== Material provided

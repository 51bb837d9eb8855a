//! Dense matrices with aliasing views and a pivoted LU solver
//!
//! This crate provides a small dense `f64` matrix core in which any number of
//! views may share one storage, and a linear-system engine built on LU
//! decomposition.
//!
//! # Features
//!
//! - **Views**: bounds-checked rectangular windows over shared storage
//! - **Safe in-place output**: operations detect when their output would clobber
//!   unread input cells and stage the result through a temporary
//! - **LU decomposition**: partial pivoting, row-echelon migration, zero-row
//!   relegation, permutation tracking and swap parity
//! - **Solvers**: triangular substitution, square and augmented systems,
//!   determinants, iterative refinement
//!
//! # Example
//!
//! ```
//! use math_audio_dense::{Matrix, solve, ops};
//! use ndarray::array;
//!
//! let a = Matrix::from_array(&array![[4.0, 1.0], [1.0, 3.0]]).unwrap();
//! let b = Matrix::from_array(&array![[1.0], [2.0]]).unwrap();
//!
//! let x = solve(&a.view(), &b.view()).unwrap().expect("non-singular");
//! let ax = ops::matmul(&a.view(), &x.view()).unwrap();
//! assert!(ops::distance(&ax.view(), &b.view()).unwrap() < 1e-12);
//! ```

pub mod config;
pub mod context;
pub mod dense;
pub mod direct;
pub mod error;
pub mod ops;
pub mod safe_output;

pub use config::{DenseConfig, RefineConfig};
pub use context::{Allocator, HeapAllocator, MatrixContext};
pub use dense::{Matrix, MatrixView};
pub use error::{ErrorKind, ErrorReporter, FatalReporter, LogReporter, MatrixError, Region, Result};
pub use safe_output::{OverlapRule, SafeOutput};

pub use direct::{
    Diagonal, LuDecomposition, LuMode, Parity, Permutation, RefineSolution, SolveStatus,
    back_substitution_into, det, det_lu, forward_substitution_into, lu_decompose,
    lu_decompose_into, lu_solve, lu_solve_augmented_into, lu_solve_into, permute_into, refine,
    refine_until_converged, solve, solve_augmented,
};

====

*Directions for this task*:
Every entry needs to be copied again exactly.

*Your solution*:
repository 51bb837d9eb8855a
//! Dense matrices with aliasing views and a pivoted LU solver
//!
//! This crate provides a small dense `f64` matrix core in which any number of
//! views may share one storage, and a linear-system engine built on LU
//! decomposition.
//!
//! # Features
//!
//! - **Views**: bounds-checked rectangular windows over shared storage
//! - **Safe in-place output**: operations detect when their output would clobber
//!   unread input cells and stage the result through a temporary
//! - **LU decomposition**: partial pivoting, row-echelon migration, zero-row
//!   relegation, permutation tracking and swap parity
//! - **Solvers**: triangular substitution, square and augmented systems,
//!   determinants, iterative refinement
//!
//! # Example
//!
//! ```
//! use math_audio_dense::{Matrix, solve, ops};
//! use ndarray::array;
//!
//! let a = Matrix::from_array(&array![[4.0, 1.0], [1.0, 3.0]]).unwrap();
//! let b = Matrix::from_array(&array![[1.0], [2.0]]).unwrap();
//!
//! let x = solve(&a.view(), &b.view()).unwrap().expect("non-singular");
//! let ax = ops::matmul(&a.view(), &x.view()).unwrap();
//! assert!(ops::distance(&ax.view(), &b.view()).unwrap() < 1e-12);
//! ```

pub mod config;
pub mod context;
pub mod dense;
pub mod direct;
pub mod error;
pub mod ops;
pub mod safe_output;

pub use config::{DenseConfig, RefineConfig};
pub use context::{Allocator, HeapAllocator, MatrixContext};
pub use dense::{Matrix, MatrixView};
pub use error::{ErrorKind, ErrorReporter, FatalReporter, LogReporter, MatrixError, Region, Result};
pub use safe_output::{OverlapRule, SafeOutput};

pub use direct::{
    Diagonal, LuDecomposition, LuMode, Parity, Permutation, RefineSolution, SolveStatus,
    back_substitution_into, det, det_lu, forward_substitution_into, lu_decompose,
    lu_decompose_into, lu_solve, lu_solve_augmented_into, lu_solve_into, permute_into, refine,
    refine_until_converged, solve, solve_augmented,
};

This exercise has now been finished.